Y hay más. Un cineasta ciego que palpa la pantalla en el intento inútil de sentir la textura de los píxeles y se complace escuchando la voz de Jeanne Moreau, y un millonario posesivo que es “sordo” ante las palabras que la mujer que domina le dice a su amante, lo que origina el mejor momento de la película: Penélope Cruz poniendo su propia voz a la de una imagen muda, en una secuencia de confesión, agresión, ruptura, liberación, todo a la vez.
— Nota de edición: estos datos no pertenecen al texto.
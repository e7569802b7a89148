use tracing::debug;

use super::{
    classify_fields, ensure_aligned, ensure_numeric, ensure_unique_identities, log_read_result,
    MetricRef, MetricRefs, SeriesCollectionReader,
};
use crate::common::types::Timestamp;
use crate::common::Labels;
use crate::config::SeriesSettings;
use crate::data::{Field, FieldValues, Frame, FrameType};
use crate::error::{SeriesError, SeriesResult};

/// One frame per metric, each holding a time field followed by a value field.
#[derive(Debug, Clone, Default, PartialEq)]
pub struct MultiFrameSeries {
    frames: Vec<Frame>,
    settings: SeriesSettings,
}

impl MultiFrameSeries {
    pub fn new() -> Self {
        Self::with_settings(SeriesSettings::default())
    }

    pub fn with_settings(settings: SeriesSettings) -> Self {
        Self {
            frames: vec![],
            settings,
        }
    }

    /// Wraps frames built elsewhere. Layout is validated when the collection is read.
    pub fn from_frames(frames: Vec<Frame>) -> Self {
        Self {
            frames,
            settings: SeriesSettings::default(),
        }
    }

    pub fn frames(&self) -> &[Frame] {
        &self.frames
    }

    pub fn into_frames(self) -> Vec<Frame> {
        self.frames
    }

    pub fn len(&self) -> usize {
        self.frames.len()
    }

    pub fn is_empty(&self) -> bool {
        self.frames.is_empty()
    }

    pub fn contains_metric(&self, name: &str, labels: &Labels) -> bool {
        self.frames
            .iter()
            .flat_map(|frame| frame.fields.iter())
            .any(|field| field.field_type().is_numeric() && field.has_identity(name, labels))
    }

    /// Adds a metric as a new frame with its own time field. Nothing is added on error.
    pub fn add_metric<N, V>(
        &mut self,
        name: N,
        labels: Labels,
        time: Vec<Timestamp>,
        values: V,
    ) -> SeriesResult<()>
    where
        N: Into<String>,
        V: Into<FieldValues>,
    {
        let value_field = Field::new(name, labels, values);
        ensure_numeric(&value_field.name, value_field.field_type())?;
        if time.len() != value_field.len() {
            debug!(
                "multi: rejected {}: {} values for {} timestamps",
                value_field.display_name(),
                value_field.len(),
                time.len()
            );
            return Err(SeriesError::length_mismatch(
                &value_field.name,
                time.len(),
                value_field.len(),
            ));
        }
        if self.contains_metric(&value_field.name, &value_field.labels) {
            debug!("multi: rejected duplicate metric {}", value_field.display_name());
            return Err(SeriesError::DuplicateMetric(value_field.display_name()));
        }
        let time_field = Field::time(self.settings.time_field_name.clone(), time);
        let frame = Frame::new(self.settings.frame_name.clone(), vec![time_field, value_field])
            .with_type(FrameType::TimeSeriesMulti);
        self.frames.push(frame);
        Ok(())
    }
}

impl SeriesCollectionReader for MultiFrameSeries {
    fn get_metric_refs(&self) -> SeriesResult<MetricRefs<'_>> {
        let mut res = MetricRefs::new(Vec::with_capacity(self.frames.len()), vec![]);
        for (i, frame) in self.frames.iter().enumerate() {
            if !frame.is_type(FrameType::TimeSeriesMulti) {
                return Err(SeriesError::UnrecognizedFormat(format!(
                    "frame {} is not marked {}",
                    i,
                    FrameType::TimeSeriesMulti
                )));
            }
            if frame.fields.is_empty() {
                continue;
            }
            let classes = classify_fields(frame, false);
            let Some(time) = classes.time else {
                return Err(SeriesError::MissingTimeField(format!("frame {} has no time field", i)));
            };
            if classes.values.is_empty() {
                return Err(SeriesError::MissingValueField(format!(
                    "frame {} has no value field",
                    i
                )));
            }
            ensure_aligned(time, &classes.values)?;
            res.refs
                .extend(classes.values.into_iter().map(|value| MetricRef::borrowed(time, value)));
            res.extra_fields.extend(classes.extra);
        }
        ensure_unique_identities(&res.refs)?;
        log_read_result(FrameType::TimeSeriesMulti, &res);
        Ok(res)
    }
}
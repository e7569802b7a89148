mod labels;
mod time;
pub mod types;

pub use labels::*;
pub use time::*;
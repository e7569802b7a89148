//! Normalizes time series held in one of three frame layouts into a single canonical list of
//! metric references.
//!
//! - [`MultiFrameSeries`]: one frame per metric, each a time field and a value field.
//! - [`WideFrameSeries`]: one frame with a shared time field and one value field per metric.
//! - [`LongSeries`]: one frame of rows, each carrying a timestamp, values and label values.
//!
//! All three implement [`SeriesCollectionReader`], so consumers read them the same way.

pub mod common;
pub mod config;
pub mod data;
mod error;
pub mod series;

#[cfg(test)]
mod tests;

pub use common::types::Timestamp;
pub use common::{Label, Labels};
pub use config::SeriesSettings;
pub use data::{Field, FieldType, FieldValues, Frame, FrameMeta, FrameType};
pub use error::{SeriesError, SeriesResult};
pub use series::{
    LongSeries, MetricRef, MetricRefs, MultiFrameSeries, SeriesCollection, SeriesCollectionReader,
    WideFrameSeries,
};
Pero Almodóvar no se satisface con eso: hace dos películas en una y apuesta a la construcción “en abismo”. El melodrama Los abrazos rotos está perforado por elementos de varios géneros: hay acentos típicos del drama criminal negro (el protector tiene un impulso homicida), se cuela el relato de una historia de vampiros que refleja la conducta de los protagonistas, que succionan la imagen y el alma de Lena, y hasta de una comedia en el estilo de Mujeres al borde del ataque de nervios, que es la película dentro de la película, llamada “Chicas y maletas”.
Pero Los abrazos rotos es también una película sobre un director de cine enamorado de la mujer que filma. Es decir, sobre el voyeurismo, la pasión de mirar y la imposibilidad de ver. La visión plena y la ceguera se suceden como formas de relacionarse con el mundo. El vidente Mateo Blanco y el ciego Harry Caine son la misma persona y usan sentidos diversos para acceder a su objeto de deseo: Penélope Cruz es mirada por la cámara y su director para, luego, inmaterial, convertida en imagen, ser tocada por él y restaurada en una fantasmagoría destinada a vivir en el recuerdo del espectador.
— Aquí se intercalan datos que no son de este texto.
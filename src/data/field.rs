use serde::{Deserialize, Serialize};

use super::values::{FieldType, FieldValues};
use crate::common::types::Timestamp;
use crate::common::{format_metric_name, Labels};

/// A named, ordered, typed column of values with an optional label set.
#[derive(Debug, Clone, PartialEq, Serialize, Deserialize)]
pub struct Field {
    pub name: String,
    #[serde(default, skip_serializing_if = "Labels::is_empty")]
    pub labels: Labels,
    pub values: FieldValues,
}

impl Field {
    pub fn new<N: Into<String>, V: Into<FieldValues>>(name: N, labels: Labels, values: V) -> Self {
        Self {
            name: name.into(),
            labels,
            values: values.into(),
        }
    }

    /// Creates a time field from millisecond timestamps.
    pub fn time<N: Into<String>>(name: N, timestamps: Vec<Timestamp>) -> Self {
        Self::new(name, Labels::new(), FieldValues::Time(timestamps))
    }

    pub fn field_type(&self) -> FieldType {
        self.values.field_type()
    }

    pub fn len(&self) -> usize {
        self.values.len()
    }

    pub fn is_empty(&self) -> bool {
        self.values.is_empty()
    }

    /// Two fields are aligned if they hold the same number of values.
    pub fn is_aligned_with(&self, other: &Field) -> bool {
        self.len() == other.len()
    }

    /// The series identity of a value field.
    pub fn identity(&self) -> (&str, &Labels) {
        (&self.name, &self.labels)
    }

    pub fn has_identity(&self, name: &str, labels: &Labels) -> bool {
        self.name == name && &self.labels == labels
    }

    /// e.g. `os.cpu{host="a"}`
    pub fn display_name(&self) -> String {
        format_metric_name(&self.name, &self.labels)
    }
}

#[cfg(test)]
mod tests {
    use super::*;

    #[test]
    fn identity_includes_labels() {
        let a = Field::new("os.cpu", Labels::from_pairs([("host", "a")]), vec![1.0]);
        assert!(a.has_identity("os.cpu", &Labels::from_pairs([("host", "a")])));
        assert!(!a.has_identity("os.cpu", &Labels::from_pairs([("host", "b")])));
        assert!(!a.has_identity("os.mem", &Labels::from_pairs([("host", "a")])));
        assert_eq!(a.display_name(), r#"os.cpu{host="a"}"#);
    }

    #[test]
    fn alignment() {
        let time = Field::time("time", vec![1, 2]);
        let values = Field::new("v", Labels::new(), vec![1.0, 2.0]);
        let short = Field::new("v", Labels::new(), vec![1_i64]);
        assert!(time.is_aligned_with(&values));
        assert!(!time.is_aligned_with(&short));
        assert_eq!(short.field_type(), FieldType::Int64);
    }
}
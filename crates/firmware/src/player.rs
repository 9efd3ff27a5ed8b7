//! The player context: everything the main loop owns, in one place.
//!
//! ```text
//!            ┌──────────── Player ─────────────┐
//! buttons ──►│ input ──► transport ──┐         │
//!            │                       ▼         │
//!  card ────►│ engine (volume, playlist) ◄─ codec
//!            └─────────────────────────────────┘
//!                       ▲ refill flags
//!                SAI task (on_buffer_exhausted)
//! ```
//!
//! One [`Player::run_once`] is one main-loop iteration: refill what the SAI
//! has finished with, then act on every queued gesture.

use platform::{AudioCodec, AudioStream, BlockDevice, HeadphoneVolume, InputDevice};
use playback::{EngineError, PlaybackBufferEngine, PollOutcome};

use crate::transport::{TransportAction, TransportController};

/// What one main-loop iteration did.
#[derive(Debug, Clone, Copy, PartialEq, Eq)]
#[cfg_attr(feature = "defmt", derive(defmt::Format))]
pub struct Step {
    /// Buffer engine result.
    pub outcome: PollOutcome,
    /// Gestures handled.
    pub events: usize,
    /// The last gesture's effect, if any.
    pub last_action: Option<TransportAction>,
}

/// Buffer engine, codec, button source and transport state.
pub struct Player<'a, D, C, I, const N: usize, const P: usize> {
    engine: PlaybackBufferEngine<'a, D, N, P>,
    codec: C,
    input: I,
    transport: TransportController,
}

impl<'a, D, C, I, const N: usize, const P: usize> Player<'a, D, C, I, N, P>
where
    D: BlockDevice,
    C: AudioCodec,
    I: InputDevice,
{
    /// Bundle the parts; `volume` is the gain the codec was initialised with.
    pub fn new(
        engine: PlaybackBufferEngine<'a, D, N, P>,
        codec: C,
        input: I,
        volume: HeadphoneVolume,
    ) -> Self {
        Self {
            engine,
            codec,
            input,
            transport: TransportController::new(volume),
        }
    }

    /// Prime both buffers and arm `stream`.
    pub fn start<S: AudioStream>(
        &mut self,
        stream: &mut S,
    ) -> Result<(), EngineError<D::Error, S::Error>> {
        self.engine.start(stream)
    }

    /// One main-loop iteration.
    pub async fn run_once(&mut self) -> Result<Step, EngineError<D::Error, C::Error>> {
        let outcome = self.engine.poll(&mut self.codec).await?;

        let mut step = Step {
            outcome,
            events: 0,
            last_action: None,
        };
        while let Some(event) = self.input.poll_event() {
            let action = self
                .transport
                .handle(event, &mut self.engine, &mut self.codec)
                .await?;
            step.events += 1;
            step.last_action = Some(action);
        }
        Ok(step)
    }

    /// The buffer engine.
    pub fn engine(&self) -> &PlaybackBufferEngine<'a, D, N, P> {
        &self.engine
    }

    /// The codec.
    pub fn codec(&self) -> &C {
        &self.codec
    }

    /// The button source.
    pub fn input_mut(&mut self) -> &mut I {
        &mut self.input
    }

    /// Current headphone gain.
    pub fn volume(&self) -> HeadphoneVolume {
        self.transport.volume()
    }
}
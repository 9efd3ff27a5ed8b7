//! DAC drivers
//!
//! - `tlv320dac23`: TI TLV320DAC23 stereo DAC with headphone amplifier,
//!   controlled over I²C, fed 16-bit I²S from the SAI

pub mod tlv320dac23;
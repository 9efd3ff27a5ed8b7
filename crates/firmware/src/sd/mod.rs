//! SD/SDHC card driver, SPI mode.
//!
//! [`SdCard`] implements [`platform::BlockDevice`] over any
//! `embedded_hal::spi::SpiBus<u8>` that can also retune its clock
//! ([`platform::BusSpeed`]): the card is brought up at
//! [`SD_INIT_HZ`](platform::config::SD_INIT_HZ) and read at
//! [`SD_OPERATING_HZ`](platform::config::SD_OPERATING_HZ).
//!
//! # Read framing
//!
//! ```text
//! CS low
//!   CMD17 frame ─ up to 10 polls for 0x00 ─ wait 0xFE ─ 512 data ─ 2 CRC
//! CS high, 1 clock
//!
//! CS low
//!   CMD18 frame ─ 0x00 ─ { wait 0xFE ─ 512 data ─ 2 CRC } × n
//!   CMD12 frame ─ stuff byte ─ R1 ─ busy until 0xFF
//! CS high, 1 clock
//! ```
//!
//! A read command that is never accepted is logged and the transfer carries
//! on; a card that fails to go idle after reset is an error the caller turns
//! into a halt.

mod card;
pub mod command;
pub mod sim;

#[cfg(feature = "hardware")]
pub mod bus;

pub use card::{CardType, SdCard, SdError};
pub use command::R1;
Esta es una de las cintas más ambiciosas de Almodóvar. Está llena de ideas, giros, momentos magníficos, referencias más que pertinentes a otras películas y directores (desde Rossellini hasta Fritz Lang). Es “almodovariana” por los cuatro costados, pero se la siente teórica, admirable pero no conmovedora, notable pero no emocionante. Tal vez le falte esa pizca de locura, temperamento, furia, exceso, radicalidad estilística, desprecio por la verosimilitud y falta de pudor al solicitar la emoción o las lágrimas del público que tienen los grandes melodramas, esos que venera Almodóvar, los de Ophuls, Sirk, Curtiz o Minnelli.